Das Justizministerium in Baden-Württemberg sieht es ähnlich wie das in Thüringen. "Da in Baden-Württemberg während der Pandemie im Jahr 2020 sehr frühzeitig reagiert und auf ein Online-Modell umgestellt wurde, sind derzeit keine zusätzlichen Angebote geplant", so ein Pressesprecher des Justizministeriums.
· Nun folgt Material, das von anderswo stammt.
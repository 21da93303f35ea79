use menuplan_shared::recipe::{Category, CategoryVocabulary};

use crate::calories::day_calories;
use crate::ceiling::{Allowance, CalorieCeiling};
use crate::pool::Pools;
use crate::week::Week;

/// Budget left on `day_index`, `Unconstrained` without a ceiling.
pub fn day_remaining(
    week: &Week,
    day_index: usize,
    ceiling: CalorieCeiling,
) -> menuplan_shared::Result<Allowance> {
    let day = week.day(day_index)?;
    Ok(ceiling.remaining(day_calories(day)))
}

/// Categories a new slot on `day_index` could still be filled from.
///
/// A candidate qualifies when its pool has at least one recipe that fits the
/// day's remaining budget. With no budget left nothing qualifies.
pub fn addable_categories<'c>(
    week: &Week,
    pools: &Pools,
    day_index: usize,
    ceiling: CalorieCeiling,
    candidates: &'c CategoryVocabulary,
) -> menuplan_shared::Result<Vec<&'c Category>> {
    let remaining = day_remaining(week, day_index, ceiling)?;

    if remaining.is_exhausted() {
        return Ok(Vec::new());
    }

    Ok(candidates
        .iter()
        .filter(|category| {
            pools
                .get(&category.value)
                .iter()
                .any(|recipe| remaining.admits(recipe.calories))
        })
        .collect())
}

#[cfg(test)]
mod tests {
    use super::*;
    use crate::pool::build_pools;
    use crate::week::{Meal, Slot};
    use menuplan_shared::recipe::Recipe;

    fn fixture() -> (Pools, CategoryVocabulary, Week) {
        let vocabulary = CategoryVocabulary::new(vec![
            Category::new("plat", "Plat"),
            Category::new("dessert", "Dessert"),
            Category::new("boisson", "Boisson"),
            Category::new("fromage", "Fromage"),
        ])
        .unwrap();

        let pools = build_pools(
            &[
                Recipe::new("Choucroute", "plat", 900),
                Recipe::new("Madeleines", "dessert", 250),
                Recipe::new("Thé", "boisson", 0),
            ],
            &vocabulary,
        );

        let mut week = Week::default();
        week.day_mut(1).unwrap().meals.push(Meal::new(vec![Slot::filled(
            "plat",
            Recipe::new("Choucroute", "plat", 900),
        )]));

        (pools, vocabulary, week)
    }

    #[test]
    fn test_unconstrained_offers_non_empty_pools() {
        let (pools, vocabulary, week) = fixture();

        let addable =
            addable_categories(&week, &pools, 1, CalorieCeiling::UNCONSTRAINED, &vocabulary)
                .unwrap();

        let values: Vec<_> = addable.iter().map(|c| c.value.as_str()).collect();
        assert_eq!(values, vec!["plat", "dessert", "boisson"]);
    }

    #[test]
    fn test_constrained_offers_only_what_fits() {
        let (pools, vocabulary, week) = fixture();

        let addable =
            addable_categories(&week, &pools, 1, CalorieCeiling::new(1200), &vocabulary).unwrap();

        let values: Vec<_> = addable.iter().map(|c| c.value.as_str()).collect();
        assert_eq!(values, vec!["dessert", "boisson"]);
    }

    #[test]
    fn test_exhausted_day_offers_nothing() {
        let (pools, vocabulary, week) = fixture();

        let addable =
            addable_categories(&week, &pools, 1, CalorieCeiling::new(900), &vocabulary).unwrap();
        assert!(addable.is_empty(), "zero-calorie drinks are not offered at 0 kcal left");

        assert_eq!(
            day_remaining(&week, 1, CalorieCeiling::new(900)).unwrap(),
            Allowance::Remaining(0)
        );
    }

    #[test]
    fn test_day_index_out_of_range() {
        let (pools, vocabulary, week) = fixture();

        let err = addable_categories(&week, &pools, 7, CalorieCeiling::new(900), &vocabulary)
            .unwrap_err();
        assert!(err.is_precondition());
    }
}
use std::env;
use std::path::PathBuf;

use config::{Config as ConfigBuilder, ConfigError, Environment, File};
use menuplan_engine::{CalorieCeiling, MealsPerDay, Skeleton};
use menuplan_shared::recipe::CategoryVocabulary;
use serde::Deserialize;
use strum::{AsRefStr, Display, EnumString};

#[derive(Debug, Deserialize, Clone, Default)]
pub struct Config {
    #[serde(default)]
    pub menu: MenuConfig,
    #[serde(default)]
    pub logging: LoggingConfig,
}

#[derive(Debug, Deserialize, Clone)]
pub struct MenuConfig {
    #[serde(default = "default_meals_per_day")]
    pub meals_per_day: u8,
    /// Daily calorie ceiling, 0 leaves days unconstrained
    #[serde(default)]
    pub calorie_ceiling: u32,
    #[serde(default = "default_primary_category")]
    pub primary_category: String,
    #[serde(default = "default_secondary_category")]
    pub secondary_category: String,
    #[serde(default = "default_catalog_path")]
    pub catalog_path: PathBuf,
    /// Duplicate values are rejected while loading
    #[serde(default)]
    pub categories: CategoryVocabulary,
    /// Categories the add-slot query never offers
    #[serde(default = "default_addable_exclude")]
    pub addable_exclude: Vec<String>,
    /// First day of the week, 0 = Sunday .. 6 = Saturday
    #[serde(default = "default_week_start")]
    pub week_start: u8,
}

impl Default for MenuConfig {
    fn default() -> Self {
        Self {
            meals_per_day: default_meals_per_day(),
            calorie_ceiling: 0,
            primary_category: default_primary_category(),
            secondary_category: default_secondary_category(),
            catalog_path: default_catalog_path(),
            categories: CategoryVocabulary::default(),
            addable_exclude: default_addable_exclude(),
            week_start: default_week_start(),
        }
    }
}

impl MenuConfig {
    pub fn meals_per_day(&self) -> menuplan_shared::Result<MealsPerDay> {
        MealsPerDay::try_from(self.meals_per_day)
    }

    pub fn ceiling(&self) -> CalorieCeiling {
        CalorieCeiling::new(self.calorie_ceiling)
    }

    pub fn skeleton(&self) -> Skeleton {
        Skeleton::new(&self.primary_category, &self.secondary_category)
    }

    /// Vocabulary offered when adding a slot.
    pub fn addable(&self) -> CategoryVocabulary {
        self.categories.without(&self.addable_exclude)
    }
}

fn default_meals_per_day() -> u8 {
    3
}

fn default_primary_category() -> String {
    "plat".to_string()
}

fn default_secondary_category() -> String {
    "dessert".to_string()
}

fn default_catalog_path() -> PathBuf {
    PathBuf::from("assets/data/recipes.json")
}

fn default_addable_exclude() -> Vec<String> {
    vec!["other".to_string()]
}

fn default_week_start() -> u8 {
    1
}

#[derive(Debug, Deserialize, Clone, Copy, Default, PartialEq, Eq, EnumString, Display, AsRefStr)]
#[serde(rename_all = "lowercase")]
#[strum(serialize_all = "lowercase")]
pub enum LogFormat {
    #[default]
    Pretty,
    Json,
}

#[derive(Debug, Deserialize, Clone)]
pub struct LoggingConfig {
    #[serde(default = "default_log_level")]
    pub level: String,
    #[serde(default)]
    pub format: LogFormat,
}

impl Default for LoggingConfig {
    fn default() -> Self {
        Self {
            level: default_log_level(),
            format: LogFormat::default(),
        }
    }
}

fn default_log_level() -> String {
    "info".to_string()
}

impl Config {
    /// Load configuration from file and environment variables
    ///
    /// Priority (highest to lowest):
    /// 1. Environment variables (MENUPLAN__MENU__CALORIE_CEILING, etc.)
    /// 2. Config file specified by path, else CONFIG_PATH, else config/default.toml
    /// 3. Hardcoded defaults
    pub fn load(config_path: Option<String>) -> Result<Self, ConfigError> {
        let mut builder = ConfigBuilder::builder()
            .set_default("menu.meals_per_day", 3)?
            .set_default("menu.calorie_ceiling", 0)?
            .set_default("logging.level", default_log_level())?;

        let config_file_path = config_path
            .or_else(|| env::var("CONFIG_PATH").ok())
            .unwrap_or_else(|| "config/default.toml".to_string());

        // Optional, a missing file keeps the defaults
        if std::path::Path::new(&config_file_path).exists() {
            builder = builder.add_source(File::with_name(&config_file_path));
        }

        builder = builder.add_source(
            Environment::with_prefix("MENUPLAN")
                .separator("__")
                .try_parsing(true),
        );

        builder.build()?.try_deserialize()
    }

    /// Validate configuration
    pub fn validate(&self) -> Result<(), String> {
        let menu = &self.menu;

        if menu.meals_per_day().is_err() {
            return Err(format!(
                "meals_per_day must be between 1 and 5, got {}",
                menu.meals_per_day
            ));
        }
        if menu.week_start > 6 {
            return Err(format!(
                "week_start must be between 0 (Sunday) and 6 (Saturday), got {}",
                menu.week_start
            ));
        }

        for (name, value) in [
            ("primary_category", &menu.primary_category),
            ("secondary_category", &menu.secondary_category),
        ] {
            if value.trim().is_empty() {
                return Err(format!("{name} must not be blank"));
            }
            if !menu.categories.contains(value) {
                return Err(format!("{name} '{value}' is not in menu.categories"));
            }
        }

        if menu.categories.is_empty() {
            return Err("menu.categories must list at least one category".to_string());
        }

        Ok(())
    }
}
Auch aus der Bundeshauptstadt ist dies zu vernehmen: "Berlin bietet den Referendar:innen bereits unabhängig von den Zeiten der Pandemie eine sehr gute und umfangreiche theoretische Ausbildung an, die den zur Verfügung stehenden Zeitraum vollständig ausschöpft und kaum Platz für weitere Angebote lässt", so ein Pressesprecher der Berliner Senatsverwaltung für Justiz auf Nachfrage der LTO. Qualitativ habe die Ausbildung durch die Pandemie keine Einbuße erlitten. "Während der Pandemie wurden die Arbeitsgemeinschaften auf Online-Veranstaltungen umgestellt und für die Referendar:innen eine Lernplattform eingerichtet, die eine gute Vernetzung gewährleistet", erläuterte der Pressesprecher. In Einzelfällen habe man auf Antrag bei besonders von der Pandemie betroffenen Referendar:innen individuell auf die Situation reagiert.